Menurutnya, seorang dokter adalah seorang validator dan eksekutor, ketika peran itu sudah dilakukan maka kelanjutan penanganan dilakukan para perawat. Terlebih pada penanganan kasus-kasus Covid-19.
“Begitu seseorang divonis covid pasti dari sisi psikologis turun, dan disinilah peran perawat menjadi sangat penting karena seorang dokter tidak akan melakukan pendampingan secara intensif pada pasien, sebab banyaknya tuntutan yang dihadapi dokter,” ucapnya, Senin (15/2) di GMC, Sekip.
Diakui atau tidak, kata Fitriana, seorang perawat memiliki kompetensi dan tahu bagaimana cara memberi semangat pada pasien yang divonis terpapar Covid-19. Karena memberi pelayanan yang cukup lama pada pasien, para perawat memiliki cara-cara pendekatan yang sangat lain.
Fitriana menyebut baik dokter maupun perawat sama-sama memiliki potensi tertular Covid-19 dari pasien. Meski begitu, katanya, perawat jauh lebih berisiko tertular karena tinggal lebih lama bersama pasien sebagai konsekuensi pelayanan yang ia berikan.

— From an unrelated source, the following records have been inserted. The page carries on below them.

//! MCP SSH session orchestration module.
//!
//! This module is organized into the following submodules:
//!
//! - `types`: Serializable response types for MCP tools
//! - `config`: Configuration resolution with environment variable support
//! - `error`: Error taxonomy and retry classification
//! - `policy`: Compiled host allow-list
//! - `auth`: Credential resolution and authentication
//! - `session`: Per-connection state and connection establishment
//! - `registry`: Session storage, reuse, and idle eviction
//! - `exec`: Remote command execution
//! - `files`: SFTP file operations
//! - `tunnel`: Local and remote TCP tunnels
//! - `keygen`: OpenSSH keypair generation
//! - `commands`: MCP tool implementations

pub(crate) mod auth;
pub mod commands;
pub mod config;
pub mod error;
pub(crate) mod exec;
pub(crate) mod files;
pub(crate) mod keygen;
pub mod policy;
pub mod registry;
pub mod session;
pub mod tunnel;
pub mod types;

pub use commands::SshSessionTools;
pub use config::Settings;
pub use registry::SessionRegistry;
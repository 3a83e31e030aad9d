//! Verify build/parse methods against JSON test vectors stored in `test-vectors/`.
//!
//! Each vector file describes inputs, expected requests, simulated responses,
//! and expected classifications. Comparing parsed JSON (not raw strings)
//! avoids false negatives from field-ordering differences.

use std::time::Duration;

use jadx_bridge::{ConnectionConfig, HttpResponse, JadxClient, PluginResponse};
use serde_json::Value;

const BASE_URL: &str = "http://localhost:8650";

fn client(auth_token: &str) -> JadxClient {
    let mut config = ConnectionConfig::default();
    config.set_url(BASE_URL).unwrap();
    config.set_auth_token(auth_token);
    JadxClient::new(config)
}

/// Parse `[["k", "v"], ...]` into owned pairs.
fn pairs(value: &Value) -> Vec<(String, String)> {
    value
        .as_array()
        .unwrap()
        .iter()
        .map(|pair| {
            let arr = pair.as_array().unwrap();
            (arr[0].as_str().unwrap().to_string(), arr[1].as_str().unwrap().to_string())
        })
        .collect()
}

fn simulated(case: &Value) -> HttpResponse {
    let sim = &case["simulated_response"];
    HttpResponse {
        status: sim["status"].as_u64().unwrap() as u16,
        body: sim["body"].as_str().unwrap().to_string(),
    }
}

/// Build the `PluginResponse` described by `{"kind": ..., "value": ...}`.
fn expected(case: &Value) -> PluginResponse {
    let result = &case["expected_result"];
    let value = result["value"].clone();
    match result["kind"].as_str().unwrap() {
        "structured" => PluginResponse::Structured(value),
        "text" => PluginResponse::Text(value.as_str().unwrap().to_string()),
        "error" => PluginResponse::Error(value.as_str().unwrap().to_string()),
        other => panic!("unknown result kind: {other}"),
    }
}

// ---------------------------------------------------------------------------
// Fetch
// ---------------------------------------------------------------------------

#[test]
fn fetch_test_vectors() {
    let raw = include_str!("../../test-vectors/fetch.json");
    let vectors: Value = serde_json::from_str(raw).unwrap();

    for case in vectors["cases"].as_array().unwrap() {
        let name = case["name"].as_str().unwrap();
        let c = client(case["auth_token"].as_str().unwrap());
        let expected_req = &case["expected_request"];

        // Verify build
        let params = pairs(&case["params"]);
        let borrowed: Vec<(&str, &str)> =
            params.iter().map(|(k, v)| (k.as_str(), v.as_str())).collect();
        let req = c.build_fetch_request(case["endpoint"].as_str().unwrap(), &borrowed);
        assert_eq!(req.url, format!("{BASE_URL}{}", expected_req["path"].as_str().unwrap()), "{name}: url");
        assert_eq!(req.query, pairs(&expected_req["query"]), "{name}: query");
        assert_eq!(req.headers, pairs(&expected_req["headers"]), "{name}: headers");
        assert_eq!(req.timeout, Duration::from_secs(60), "{name}: timeout");

        // Verify parse
        let result = c.parse_fetch_response(simulated(case));
        assert_eq!(result, expected(case), "{name}: parsed result");
    }
}

// ---------------------------------------------------------------------------
// Health
// ---------------------------------------------------------------------------

#[test]
fn health_test_vectors() {
    let raw = include_str!("../../test-vectors/health.json");
    let vectors: Value = serde_json::from_str(raw).unwrap();

    for case in vectors["cases"].as_array().unwrap() {
        let name = case["name"].as_str().unwrap();
        let c = client(case["auth_token"].as_str().unwrap());
        let expected_req = &case["expected_request"];

        // Verify build
        let req = c.build_health_request();
        assert_eq!(req.url, format!("{BASE_URL}{}", expected_req["path"].as_str().unwrap()), "{name}: url");
        assert!(req.query.is_empty(), "{name}: query should be empty");
        assert_eq!(req.headers, pairs(&expected_req["headers"]), "{name}: headers");

        // Verify parse
        let result = c.parse_health_response(simulated(case));
        assert_eq!(result, expected(case), "{name}: parsed result");
    }
}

“Ibarat dokter ketemu pasien hanya di saat pemeriksaan dan pengusulan untuk pemeriksaan lebih lanjut, tetapi untuk penanganan berikutnya kan menjadi tugas perawat,” katanya.

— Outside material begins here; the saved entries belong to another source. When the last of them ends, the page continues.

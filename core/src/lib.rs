//! HTTP bridge to a running JADX decompiler plugin.
//!
//! # Overview
//! Holds the connection settings for the plugin (base URL, optional bearer
//! token), probes its `/health` endpoint and forwards GET requests to any
//! named endpoint. Every network failure is folded into a
//! [`PluginResponse::Error`] value so a tool-calling host can hand the result
//! straight back to its caller.
//!
//! # Design
//! - `ConnectionConfig` is an explicit value owned by the embedding
//!   application, never process-wide state.
//! - `JadxClient` splits each operation into `build_*` (produces an
//!   `HttpRequest`) and `parse_*` (classifies an `HttpResponse`), so the
//!   request shape and the response classification are testable without a
//!   network.
//! - `health_check` and `fetch` execute that round-trip. Each call opens its
//!   own HTTP client and drops it before returning.

pub mod client;
pub mod config;
pub mod error;
pub mod http;
pub mod response;
mod transport;

pub use client::{JadxClient, REQUEST_TIMEOUT};
pub use config::{ConnectionConfig, DEFAULT_PORT};
pub use error::BridgeError;
pub use http::{HttpRequest, HttpResponse};
pub use response::PluginResponse;
//! Result of a call to the plugin.

use serde_json::{json, Value};

use crate::error::BridgeError;

/// What a health check or fetch produced.
///
/// Callers match on the variant instead of probing the shape of a JSON
/// value. [`PluginResponse::into_value`] produces the JSON shape a
/// tool-calling host returns to its client.
#[derive(Debug, Clone, PartialEq)]
pub enum PluginResponse {
    /// The body parsed as JSON.
    Structured(Value),
    /// The body as text, either because the operation does not parse JSON
    /// (health check) or because the body was not JSON.
    Text(String),
    /// Transport failure or non-2xx status, rendered to a message.
    Error(String),
}

impl PluginResponse {
    pub fn is_error(&self) -> bool {
        matches!(self, PluginResponse::Error(_))
    }

    pub fn error_message(&self) -> Option<&str> {
        match self {
            PluginResponse::Error(message) => Some(message),
            _ => None,
        }
    }

    /// `Structured` as-is, `Text` as `{"response": text}`, `Error` as
    /// `{"error": message}`.
    pub fn into_value(self) -> Value {
        match self {
            PluginResponse::Structured(value) => value,
            PluginResponse::Text(text) => json!({ "response": text }),
            PluginResponse::Error(message) => json!({ "error": message }),
        }
    }
}

impl From<BridgeError> for PluginResponse {
    fn from(err: BridgeError) -> Self {
        PluginResponse::Error(err.to_string())
    }
}

impl From<PluginResponse> for Value {
    fn from(response: PluginResponse) -> Self {
        response.into_value()
    }
}

#[cfg(test)]
mod tests {
    use super::*;

    #[test]
    fn structured_value_passes_through() {
        let value = json!({"a": 1});
        assert_eq!(PluginResponse::Structured(value.clone()).into_value(), value);
    }

    #[test]
    fn text_is_wrapped_in_response_field() {
        let value = PluginResponse::Text("hello".to_string()).into_value();
        assert_eq!(value, json!({"response": "hello"}));
        assert_eq!(value.as_object().unwrap().len(), 1);
    }

    #[test]
    fn error_is_wrapped_in_error_field() {
        let response: PluginResponse = BridgeError::RemoteStatus {
            status: 500,
            body: "boom".to_string(),
        }
        .into();
        assert!(response.is_error());
        assert_eq!(response.error_message(), Some("HTTP error 500: boom"));
        assert_eq!(
            Value::from(response),
            json!({"error": "HTTP error 500: boom"})
        );
    }

    #[test]
    fn non_error_variants_have_no_message() {
        assert!(!PluginResponse::Text(String::new()).is_error());
        assert_eq!(PluginResponse::Structured(Value::Null).error_message(), None);
    }
}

Menurut Fitriana fisik selalu siap adalah kunci untuk melakukan pelayanan penanganan Covid-19 di GMC saat ini. Dalam kondisi serba terbatas bukan berarti harus menyerah, tetapi bagaimana pandai-pandai mengelola itu semua.
Ia memberi contoh misalnya dengan menambah perawat barupun belum tentu memudahkan persoalan. Sebab, tidak semua lulusan keperawatan tertarik pada persoalan atau pekerjaan terkait dengan klinis.
“Lulusan perawat memang banyak, sayang tidak banyak yang tertarik menjadi klinisi. Oleh karena itu, di tengah keterbatasan ini bagaimana kita tetap tangguh, tetap bisa melayani masyarakat karenanya secara fisik dan psikis harus kita jaga,” imbuhnya.
Andi Suryo Nugroho, AMK, koordinator lapangan Satgas Covid-19 UGM, menambahkan upaya GMC UGM di tengah keterbatasan dalam pelayanan Covid-19 adalah dengan pengaturan jadwal. Upaya mengurangi risiko adalah dengan memberlakukan wfo dan wfh, yaitu sehari masuk dan sehari istirahat guna mengantisipasi kelelahan.
Upaya lainnya setiap hari mendistribusikan vitamin, susu, buah dan makanan untuk tenaga medis. Semuanya yang bekerja di GMC UGM tidak diperbolehkan membeli makanan dari luar.
“Jadwal dan fasilitas seperti itu agar bekerja bisa fokus karena GMC ini melayani mahasiswa UGM yang berasal dari seluruh Indonesia,” ujarnya.
Ditambahkannya, GMC setiap harinya memberikan pelayanan untuk semua keluhan sakit. Gedung L2 untuk penyakit non infeksius (tidak ada gejala batuk, pilek, demam) dan Gedung L3 untuk penyakit infeksius.
“Tidak kurang setiap hari ada 300 pasien untuk semua keluhan. Untuk mahasiswa UGM sebelum ke fakutas, saat ini wajib memiliki surat sehat dari GMC. Jadi, mereka diskrining kesehatan disini dan GMC sebagai sentralnya,” ungkapnya.
Andi menambahkan untuk jadwal swab saja GMC setiap harinya melayani 15-25 mahasiswa. Jadwal swab tersebut berdasarkan dari hasil skrining dari dokter di GMC.
“Biasanya setelah assessment di dalam GMC mereka kemudian diarahkan untuk genose atau rapid antigen, jika reaktif maka dijadwalkan untuk swab. Sambil menunggu jadwal swab, mereka diminta untuk isolasi mandiri di Asrama Baciro, dan ini tidak terbatas untuk mahasiswa saja tapi juga untuk tenaga kependikan dan dosen,” ucapnya.